ドローン動画コンテストで優秀賞を受賞した長塚誠さんを知っていますか? 彼の作品は、ドローン空撮動画のクオリティだけでなく、企画力・構成力・ストーリー性に優れていてます。今回は彼の作品から5作品を紹介。単調な映像にならないよう全体の構成やBGMに工夫をしているので参考にしてみて。
最初にご紹介するのは、長塚さん自身の「また行きたい場所ランキング1位」という、鹿児島県与論島のドローン映像。コバルトブルーのビーチと、マリンアクティビティを楽しむ人達を捉えた作品です。
この作品で注目したいのは、全体がとてもメリハリの効いた構成になっていること。ビーチの俯瞰的な映像だけでなく、アップテンポなBGMに合わせてつないだ連続カットが心地よいリズムを生んでいます。随所に散りばめられたタイムラプスやキャプションも、アクセントになっていますよね。
こちらは長野県の乗鞍高原のドローン映像。天候に恵まれず、当初の目的だった紅葉は撮影できなかったそうですが、それでも自然が持つさまざまな顔を捉えた素晴らしい作品になっていると思います。
自然風景をドローンで撮影するとどうしても俯瞰的な映像が多くなり、単調な印象を与えがちです。この作品は横移動→前進、回転→後退といったように、ドローンの異なる動きで撮影されたカットを組み合わせることでそれを避け、視聴者を飽きさせない構成に仕上げています。
全体的にとても静かなトーンで、人や動物はまったく登場しないにもかかわらず、つい最後まで引き込まれて見てしまうのではないでしょうか。
激しく動く被写体に接近することで、まるでその場にいるかのような迫力を届けられるドローン撮影。この作品はそうした動的なカットと、「静」のバランスが際立つ作品だと思います。
出典:【ドローンで4K空撮】 ドリフトチャレンジ!大迫力なドリフトレースをドローンで空撮埼玉 本庄サーキットDJI Inspire1
モノクロで撮影されたピット、スピンして止まってしまったレーシングカー……。

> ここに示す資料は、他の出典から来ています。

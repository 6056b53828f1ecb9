/// Fallback failure text when a rejected request carries no usable `detail`.
pub const DEFAULT_REQUEST_FAILURE: &str = "An error occurred while processing your request.";

/// Failures reported by a [`Transport`](crate::transport::Transport) while
/// opening or reading the event stream.
#[derive(Debug, Clone, PartialEq, Eq, thiserror::Error)]
pub enum TransportError {
    /// Server answered with a non-success status.
    #[error("request rejected (status {status}): {message}")]
    Status { status: u16, message: String },
    /// Connection could not be established or the stream read failed.
    #[error("transport error: {message}")]
    Io { message: String },
}

impl TransportError {
    /// Creates a status rejection error.
    pub fn status(status: u16, message: impl Into<String>) -> Self {
        Self::Status {
            status,
            message: message.into(),
        }
    }

    /// Creates an I/O level error.
    pub fn io(message: impl Into<String>) -> Self {
        Self::Io {
            message: message.into(),
        }
    }

    /// Returns the human-readable message for this error.
    pub fn message(&self) -> &str {
        match self {
            Self::Status { message, .. } | Self::Io { message } => message,
        }
    }
}

/// A frame payload that is not well-formed JSON.
#[derive(Debug, thiserror::Error)]
#[error("malformed stream data: {source}")]
pub struct DecodeError {
    /// Raw payload that failed to parse.
    pub payload: String,
    #[source]
    pub source: serde_json::Error,
}

/// Terminal failure captured by a session in the `Failed` state.
#[derive(Debug, Clone, PartialEq, Eq, thiserror::Error, serde::Serialize, serde::Deserialize)]
#[serde(tag = "kind", rename_all = "snake_case")]
pub enum SessionFailure {
    /// Pre-flight failure: rejected request, connect error, or no body stream.
    #[error("connection failure: {message}")]
    Connection { message: String },
    /// A frame payload could not be parsed.
    #[error("protocol failure: {message}")]
    Protocol { message: String },
    /// The server sent an in-band error event.
    #[error("application failure: {message}")]
    Application { message: String },
    /// Reading the stream failed after it was established.
    #[error("transport failure: {message}")]
    Transport { message: String },
}

impl SessionFailure {
    /// Returns the message carried by this failure, without the kind prefix.
    pub fn message(&self) -> &str {
        match self {
            Self::Connection { message }
            | Self::Protocol { message }
            | Self::Application { message }
            | Self::Transport { message } => message,
        }
    }
}

impl From<DecodeError> for SessionFailure {
    fn from(value: DecodeError) -> Self {
        Self::Protocol {
            message: value.to_string(),
        }
    }
}

/// Errors returned from the client API itself, before or instead of a
/// session run.
#[derive(Debug, Clone, PartialEq, Eq, thiserror::Error)]
pub enum ClientError {
    /// Invalid client configuration.
    #[error("config error: {0}")]
    Config(String),
    /// Invalid input passed to a session.
    #[error("validation error: {0}")]
    Validation(String),
    /// The session already left `Idle`; create a new one to retry.
    #[error("session {0} was already started")]
    AlreadyStarted(uuid::Uuid),
    /// A request outside the event stream (for example the health check) failed.
    #[error(transparent)]
    Transport(TransportError),
}

impl From<TransportError> for ClientError {
    fn from(value: TransportError) -> Self {
        ClientError::Transport(value)
    }
}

激しく横滑りするシーンと、静的なカットの対比がストーリー性を生み、3分足らずの動画ながらドキュメンタリーフィルムのような印象を残します。
続いてご紹介するのは、ギネス世界記録に認定された埼玉県行田市の田んぼアートのドローン映像。高い場所からしか見ることができない、まさにドローンにうってつけの被写体なのですが、この作品にも長塚さんならではの構成力が活かされています。
出典:【ドローンで空撮】 ギネス世界記録の田んぼアート!様々な角度から空撮 DJI Phantom3
作品のヤマ場であるアートの全体像が見られるのは後半になってから。それまでは田んぼに引かれたラインと展望台のオーバーラップが続き、つい先が気になって見てしまうはずです。作品としての構成を工夫することで、ドローン映像はより視聴者を引き込むものになるんですね。
ドローン映像の作品性を高めるためにはBGMも大切なポイント。最後にご紹介するのは、選曲が光る神奈川県・宮ケ瀬ダムのドローン映像です。
オープニングの沢のせせらぎと鳥の鳴き声から一転、BGMはどこか冷たい印象もするダンスミュージック調に。曲調とダム独特の水の色や、木々と人工建造物のコントラストがあいまって、「美しい」という言葉だけでは表せない世界観を生んでいます。試しに音量をミュートにしてみるとBGMがもたらしている効果がわかるはずです。
いかがだったでしょうか?
ドローン映像は臨場感やスケール感だけに頼ることなく、カット割りや選曲まで工夫することで、視聴者を引き込むストーリー性の高い作品になります。
また、視聴者を飽きさせないという点では尺に気を配るのも大切。ドローン撮影は段取りに時間がかかり、天候などの制約も多いので、「せっかく撮ったのだから、全部見せたい」という気持ちが生まれがちですが、「空人ちゃんねる」の作品はどれも3分程度にまとめられています。ドローン映像をYouTubeで公開する際は、見やすい長さとして参考にしてみましょう。
いずれにせよ自分で企画・構想を練り、作品として世の中に発表できるのは本当に素晴らしいこと。仕事としてドローン撮影に関わることが多い私からすると羨ましい限りです。次回は長塚さんをお招きし、ドローン映像の魅力や制作の裏側について対談を予定しています。お楽しみに。